Full field production profile is needed to evaluate enhanced oil recovery (EOR) option and to progress the EOR project. In general, the methodology of full-field profile estimation highly depends on the objective case: field development maturity level, technology readiness level of the EOR option to be planned, etc. Therefore, this paper is facilitating how we should select an adequate methodology to estimate full-field EOR profiles through comparison of four case studies.

Case-1 was picked up as an example of type curve method based on sector models for water alternating gas (WAG) application using CO2 or hydrocarbon miscible gas. Case-2 represented a full-field simulation approach to incorporate facility capacities into account adequately because of produced gas re-injection (i.e. gas EOR). Case-3 demonstrated to use the identical flow model, which was history-matched with long production records, for estimating a new CO2 foam EOR technology which was unavailable as option in the identical commercial simulator. The last Case-4 dealt an emerging microbial EOR/EGR process without any commercial simulator and no pilot data yet.

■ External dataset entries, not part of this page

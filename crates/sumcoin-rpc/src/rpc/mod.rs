//! Transport seam between the dispatch engine and the network.
//!
//! Defines the [`Transport`] trait and provides an HTTP implementation
//! ([`HttpTransport`]) plus a scripted test double (`mock::MockTransport`).
//! The JSON-RPC envelope and reply mapping live in [`protocol`].

mod http_adapter;
#[cfg(test)]
pub mod mock;
pub mod protocol;
pub mod types;

pub use http_adapter::HttpTransport;
pub use types::{HttpRequest, HttpResponse, TransportError};

use async_trait::async_trait;
use reqwest::Url;

/// Anything that can carry one HTTP exchange to the daemon.
///
/// A transport resolves with whatever HTTP response it received, whatever the
/// status. It rejects only when the exchange itself failed; the rejection may
/// still carry a response (e.g. a proxy that turns 5xx into errors).
#[async_trait]
pub trait Transport: Send + Sync {
    async fn send(&self, request: HttpRequest) -> Result<HttpResponse, TransportError>;

    /// Base URL requests are sent to, when the transport has one.
    fn base_url(&self) -> Option<&Url> {
        None
    }
}
use std::collections::VecDeque;
use std::sync::{Mutex, PoisonError};
use std::time::Duration;

use async_trait::async_trait;
use reqwest::Url;

use super::types::{HttpRequest, HttpResponse, TransportError};
use super::Transport;

/// A scripted transport for tests. Replies are handed out in the order they
/// were queued, and every request sent is recorded in a history.
pub struct MockTransport {
    replies: Mutex<VecDeque<ScriptedReply>>,
    history: Mutex<Vec<HttpRequest>>,
    base_url: Option<Url>,
}

struct ScriptedReply {
    delay: Duration,
    outcome: Result<HttpResponse, TransportError>,
}

impl MockTransport {
    pub fn builder() -> MockTransportBuilder {
        MockTransportBuilder {
            replies: VecDeque::new(),
            base_url: None,
        }
    }

    pub fn history(&self) -> Vec<HttpRequest> {
        self.history
            .lock()
            .unwrap_or_else(PoisonError::into_inner)
            .clone()
    }

    pub fn last_request(&self) -> Option<HttpRequest> {
        self.history().pop()
    }
}

pub struct MockTransportBuilder {
    replies: VecDeque<ScriptedReply>,
    base_url: Option<Url>,
}

impl MockTransportBuilder {
    pub fn with_reply(self, response: HttpResponse) -> Self {
        self.with_delayed_outcome(Duration::ZERO, Ok(response))
    }

    pub fn with_failure(self, error: TransportError) -> Self {
        self.with_delayed_outcome(Duration::ZERO, Err(error))
    }

    pub fn with_delayed_reply(self, delay: Duration, response: HttpResponse) -> Self {
        self.with_delayed_outcome(delay, Ok(response))
    }

    fn with_delayed_outcome(
        mut self,
        delay: Duration,
        outcome: Result<HttpResponse, TransportError>,
    ) -> Self {
        self.replies.push_back(ScriptedReply { delay, outcome });
        self
    }

    pub fn with_base_url(mut self, url: &str) -> Self {
        self.base_url = Some(Url::parse(url).expect("mock base url must parse"));
        self
    }

    pub fn build(self) -> MockTransport {
        MockTransport {
            replies: Mutex::new(self.replies),
            history: Mutex::new(Vec::new()),
            base_url: self.base_url,
        }
    }
}

#[async_trait]
impl Transport for MockTransport {
    async fn send(&self, request: HttpRequest) -> Result<HttpResponse, TransportError> {
        self.history
            .lock()
            .unwrap_or_else(PoisonError::into_inner)
            .push(request);

        let scripted = self
            .replies
            .lock()
            .unwrap_or_else(PoisonError::into_inner)
            .pop_front();
        let Some(ScriptedReply { delay, outcome }) = scripted else {
            return Err(TransportError::new("mock transport has no reply queued", 0));
        };

        if !delay.is_zero() {
            tokio::time::sleep(delay).await;
        }
        outcome
    }

    fn base_url(&self) -> Option<&Url> {
        self.base_url.as_ref()
    }
}

#[cfg(test)]
mod tests {
    use super::*;

    #[tokio::test]
    async fn replies_are_served_in_order_and_recorded() {
        let mock = MockTransport::builder()
            .with_reply(HttpResponse::new(200, "first"))
            .with_failure(TransportError::new("second", 7))
            .build();

        let first = mock
            .send(HttpRequest::post("/", b"a".to_vec()))
            .await
            .expect("first reply");
        assert_eq!(first.body, b"first");

        let second = mock
            .send(HttpRequest::post("/wallet/w", b"b".to_vec()))
            .await
            .expect_err("second is a failure");
        assert_eq!(second.code, 7);

        let exhausted = mock.send(HttpRequest::post("/", Vec::new())).await;
        assert!(exhausted.is_err());

        assert_eq!(mock.history().len(), 3);
        assert_eq!(
            mock.history()[1].path,
            "/wallet/w",
            "history keeps send order"
        );
    }
}
//! Reporting of errors that reach the top of a program unhandled.
//!
//! Build one [`ErrorReporter`] at startup and pass it to whatever needs to
//! report; there is no global instance.

use tracing::error;

use crate::error::ClientError;

type Handler = Box<dyn Fn(&ClientError) + Send + Sync>;

#[derive(Default)]
pub struct ErrorReporter {
    handlers: Vec<Handler>,
}

impl ErrorReporter {
    pub fn new() -> Self {
        Self::default()
    }

    /// Add a handler; handlers run in registration order after logging.
    pub fn register_handler(&mut self, handler: impl Fn(&ClientError) + Send + Sync + 'static) {
        self.handlers.push(Box::new(handler));
    }

    /// Log `err` with its full record and hand it to every handler.
    pub fn report(&self, err: &ClientError) {
        let record = serde_json::to_string(err).unwrap_or_else(|e| format!("<unserializable: {e}>"));
        error!(
            kind = err.kind(),
            code = err.code(),
            message = %err,
            record = %record,
            "unhandled rpc client error"
        );

        for handler in &self.handlers {
            handler(err);
        }
    }
}

#[cfg(test)]
mod tests {
    use std::sync::{Arc, Mutex};

    use super::*;

    #[test]
    fn handlers_run_in_registration_order() {
        let seen = Arc::new(Mutex::new(Vec::new()));
        let mut reporter = ErrorReporter::new();

        for tag in ["first", "second"] {
            let sink = Arc::clone(&seen);
            reporter.register_handler(move |err| {
                sink.lock().unwrap().push(format!("{tag}:{}", err.code()));
            });
        }

        reporter.report(&ClientError::Connection {
            message: "Service Unavailable".into(),
            code: 503,
        });

        assert_eq!(*seen.lock().unwrap(), vec!["first:503", "second:503"]);
    }

    #[test]
    fn handlers_can_rebuild_the_error() {
        let rebuilt = Arc::new(Mutex::new(None));
        let sink = Arc::clone(&rebuilt);
        let mut reporter = ErrorReporter::new();
        reporter.register_handler(move |err| {
            let record = serde_json::to_value(err).unwrap();
            *sink.lock().unwrap() = serde_json::from_value::<ClientError>(record).ok();
        });

        let err = ClientError::client("connection refused", 111);
        reporter.report(&err);
        assert_eq!(rebuilt.lock().unwrap().as_ref(), Some(&err));
    }
}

In Case-1, two type curves were generated to represent typical geologies in the objective field: homogeneous and heterogeneous areas. After sensitivity studies using the simple sector models to optimize each parameter, type curves were obtained from the detailed sector models. The type curves, assigned in corresponding areas, were summed to estimate full-field profile. In Case-2, even full-field simulation is debatable in general due to huge workload and computation, it still has important role to evaluate gas EOR with limited gas processing capacity because to ignore the facility limits might mislead to optimistic conclusion. In Case-3 in the mature field, the history-matched model was already established by a commercial simulator. Unfortunately, the simulator does not have an exact option to evaluate our emerging CO2 foam technology while available for the conventional foam EOR using surfactant as foaming agent. Thus, we managed to handle our EOR technology by matching laboratory experimental outputs with pseudo-calculated gas mobility reduction ratio. In Case-4, another emerging microbial EOR technique was estimated analytically even only laboratory experimental data was available. Any commercial simulator is not available, either. The unique approach took essence of experimental outputs into a well type curve, and then full-field profile was estimated.

Each workflow has pros/cons, and an adequate one should be selected. However, in usual, a unique workflow is just applied to estimate full-field profile in the evaluation of objective EOR option. Furthermore, there has been little discussion of workflow selections from the aspect of development stage, EOR technological emerging level, and evaluation tool availability. This paper can provide ideas to consider guidelines for generating full-field profiles.